Julie pictured with her husband Luke, Earl of Sandwich, and children William, Emma, Nestor and Jack at Mapperton House – the family’s magnificent Jacobean pile in Dorset
The Montagus have had to embrace savvy new business ideas to keep the manor house and the family’s 15 acres of Italianate gardens afloat – including virtual tours and yoga classes.
Mapperton House: The finest manor home in Britain
Built in the 1540s with additions in the 17th and 18th centuries, the Montagus’ country pile Mapperton House has been dubbed by Country Life magazine the finest manor house in England.
Spread over three floors and three wings, the house boasts 16th-century plaster ceilings and 18th-century panelling, as well as the Sandwich collection of pictures and furniture that reflect the family’s contribution to Britain’s naval history.
The fourth earl is said to have invented the sandwich some 250 years ago when he decided to wrap his food in bread to avoid dirtying his hands as he ate.
But it is also said that in the 17th century the first earl invented the choc ice when he chilled down liquid chocolate from Spain with snow and salt.

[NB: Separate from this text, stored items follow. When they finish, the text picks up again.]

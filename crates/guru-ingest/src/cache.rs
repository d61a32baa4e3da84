//! Per-repo disk cache for scraped PR data.
//!
//! Scraping a repository costs hundreds of API calls; re-running the
//! pipeline should not repeat them. Each repo gets one JSON file, and an
//! index file records when it was written so stale entries re-scrape.
//! The ranking core never touches this — caching is purely an ingestion
//! concern.

use std::collections::HashMap;
use std::path::{Path, PathBuf};

use chrono::{DateTime, Duration, Utc};
use guru_core::{GuruError, PullRequestRecord};
use serde::{Deserialize, Serialize};

const INDEX_FILE: &str = "cache_index.json";

#[derive(Debug, Clone, Serialize, Deserialize)]
#[serde(rename_all = "camelCase")]
struct CacheEntry {
    cached_at: DateTime<Utc>,
    pr_count: usize,
}

/// Disk cache of scraped PRs, one JSON file per repository.
///
/// # Examples
///
/// ```
/// use guru_ingest::cache::PrCache;
///
/// let dir = tempfile::tempdir().unwrap();
/// let cache = PrCache::new(dir.path());
/// assert!(cache.load("facebook/react", 7).unwrap().is_none());
/// ```
pub struct PrCache {
    dir: PathBuf,
}

impl PrCache {
    /// Create a cache rooted at `dir`. The directory is created lazily on
    /// first store.
    pub fn new(dir: &Path) -> Self {
        Self {
            dir: dir.to_path_buf(),
        }
    }

    /// Load cached PRs for `repo` if the entry is younger than
    /// `max_age_days`. Stale or missing entries return `None`.
    ///
    /// # Errors
    ///
    /// Returns [`GuruError::Io`] or [`GuruError::Serialization`] when an
    /// existing cache file cannot be read.
    pub fn load(
        &self,
        repo: &str,
        max_age_days: u64,
    ) -> Result<Option<Vec<PullRequestRecord>>, GuruError> {
        let index = self.load_index()?;
        let Some(entry) = index.get(repo) else {
            return Ok(None);
        };

        let age = Utc::now() - entry.cached_at;
        if age > Duration::days(max_age_days as i64) {
            return Ok(None);
        }

        let path = self.repo_path(repo);
        if !path.exists() {
            return Ok(None);
        }

        let content = std::fs::read_to_string(&path)?;
        let records: Vec<PullRequestRecord> = serde_json::from_str(&content)?;
        Ok(Some(records))
    }

    /// Store scraped PRs for `repo` and update the index.
    ///
    /// # Errors
    ///
    /// Returns [`GuruError::Io`] on write failure.
    pub fn store(&self, repo: &str, records: &[PullRequestRecord]) -> Result<(), GuruError> {
        std::fs::create_dir_all(&self.dir)?;

        let path = self.repo_path(repo);
        let content = serde_json::to_string_pretty(records)?;
        std::fs::write(&path, content)?;

        let mut index = self.load_index()?;
        index.insert(
            repo.to_string(),
            CacheEntry {
                cached_at: Utc::now(),
                pr_count: records.len(),
            },
        );
        let index_content = serde_json::to_string_pretty(&index)?;
        std::fs::write(self.dir.join(INDEX_FILE), index_content)?;

        Ok(())
    }

    /// Repositories currently present in the cache index.
    pub fn cached_repos(&self) -> Result<Vec<String>, GuruError> {
        let index = self.load_index()?;
        let mut repos: Vec<String> = index.into_keys().collect();
        repos.sort();
        Ok(repos)
    }

    fn load_index(&self) -> Result<HashMap<String, CacheEntry>, GuruError> {
        let path = self.dir.join(INDEX_FILE);
        if !path.exists() {
            return Ok(HashMap::new());
        }
        let content = std::fs::read_to_string(&path)?;
        Ok(serde_json::from_str(&content)?)
    }

    fn repo_path(&self, repo: &str) -> PathBuf {
        self.dir.join(format!("{}.json", repo.replace('/', "_")))
    }
}
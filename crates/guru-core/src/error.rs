/// Errors that can occur across the guru platform.
///
/// Each variant wraps a specific failure domain. Library crates use this type
/// directly; the binary crate converts to `miette` diagnostics at the boundary.
///
/// The collaborator-facing variants map onto the query pipeline: [`Embedding`]
/// means the embedding provider could not produce a vector, [`Retrieval`]
/// means the vector index could not be reached or errored, and
/// [`DimensionMismatch`] means the query or record vector does not match the
/// dimensionality the index was created with — a configuration problem
/// (wrong embedding model), not a connectivity one.
///
/// [`Embedding`]: GuruError::Embedding
/// [`Retrieval`]: GuruError::Retrieval
/// [`DimensionMismatch`]: GuruError::DimensionMismatch
///
/// # Examples
///
/// ```
/// use guru_core::GuruError;
///
/// let err = GuruError::Config("missing API key".into());
/// assert!(err.to_string().contains("missing API key"));
/// ```
#[derive(Debug, thiserror::Error, miette::Diagnostic)]
pub enum GuruError {
    /// Filesystem I/O failure.
    #[error("IO error: {0}")]
    Io(#[from] std::io::Error),

    /// Invalid or missing configuration.
    #[error("configuration error: {0}")]
    Config(String),

    /// Malformed caller input (non-positive top-n, blank query). Fails fast.
    #[error("invalid argument: {0}")]
    InvalidArgument(String),

    /// The PR source (GitHub API) could not be reached or errored.
    #[error("PR source error: {0}")]
    Source(String),

    /// The embedding provider could not produce a vector.
    #[error("embedding unavailable: {0}")]
    Embedding(String),

    /// The vector index could not be reached or errored.
    #[error("retrieval unavailable: {0}")]
    Retrieval(String),

    /// Query or record vector does not match the index dimensionality.
    #[error("dimension mismatch: index expects {expected}-dim vectors, got {actual}")]
    DimensionMismatch {
        /// Dimensionality the index was created with.
        expected: usize,
        /// Dimensionality of the offending vector.
        actual: usize,
    },

    /// JSON serialization / deserialization failure.
    #[error("serialization error: {0}")]
    Serialization(#[from] serde_json::Error),

    /// TOML deserialization failure.
    #[error("TOML parse error: {0}")]
    Toml(#[from] toml::de::Error),
}

#[cfg(test)]
mod tests {
    use super::*;

    #[test]
    fn io_error_converts() {
        let io_err = std::io::Error::new(std::io::ErrorKind::NotFound, "gone");
        let err: GuruError = io_err.into();
        assert!(err.to_string().contains("gone"));
    }

    #[test]
    fn invalid_argument_displays_message() {
        let err = GuruError::InvalidArgument("top_n must be positive".into());
        assert_eq!(err.to_string(), "invalid argument: top_n must be positive");
    }

    #[test]
    fn dimension_mismatch_names_both_sizes() {
        let err = GuruError::DimensionMismatch {
            expected: 384,
            actual: 1536,
        };
        let msg = err.to_string();
        assert!(msg.contains("384"));
        assert!(msg.contains("1536"));
    }

    #[test]
    fn embedding_and_retrieval_are_distinct() {
        let embed = GuruError::Embedding("provider 500".into());
        let retrieve = GuruError::Retrieval("index offline".into());
        assert!(embed.to_string().starts_with("embedding unavailable"));
        assert!(retrieve.to_string().starts_with("retrieval unavailable"));
    }
}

To bolster their finances, the Montagus let the house out as a film location and it was seen in both the 2015 film Far From The Madding Crowd with Carey Mulligan and the 1996 adaptation of Emma starring Gwyneth Paltrow.
Usually boasting 200 visitors a day in high season, the estate was only able to reopen its gardens on the weekend and still lacks the usual tourists from abroad and elderly guests that it relies on.
‘Mapperton costs around £200,000 a year to run, but this year we’ve lost around £250,000,’ Julie said, speaking to The Times.
She is heavily relying on donations from those who watch her virtual tours of the estate.
Having hosted An American Aristocrat’s Guide to Great Estates on the US Smithsonian Channel, the experienced presenter offers weekly online tours of Mapperton alongside her in-laws, either the Earl, 77, or Countess, 78 of Sandwich.
‘It’s entirely a family affair: Luke does the filming, our 13-year-old son, Nestor, does the sound recording, and people love it because it’s so personal,’ Julie explained.
Getting more involved at Mapperton has represented a new freedom for Julie, who for years was unable to spend much time there as she was holding the family together at their south London home.
Julie – who has four children – Emma, 21, and Jack, 18, from her first marriage, and William, 15, and Nestor, 13, with Luke – supported Luke through his recovery from prescription drug dependency following the misprescribing of anti-depressants and sleeping pills after a bad reaction to a sinus operation.
Her husband was unable to work for three years after his medication was wrongly stopped abruptly in 2009, and she became the primary breadwinner until he received a substantial settlement for medical negligence in 2014.
With little income or support, Julie effectively became a single mum and a carer, and was forced to be resourceful.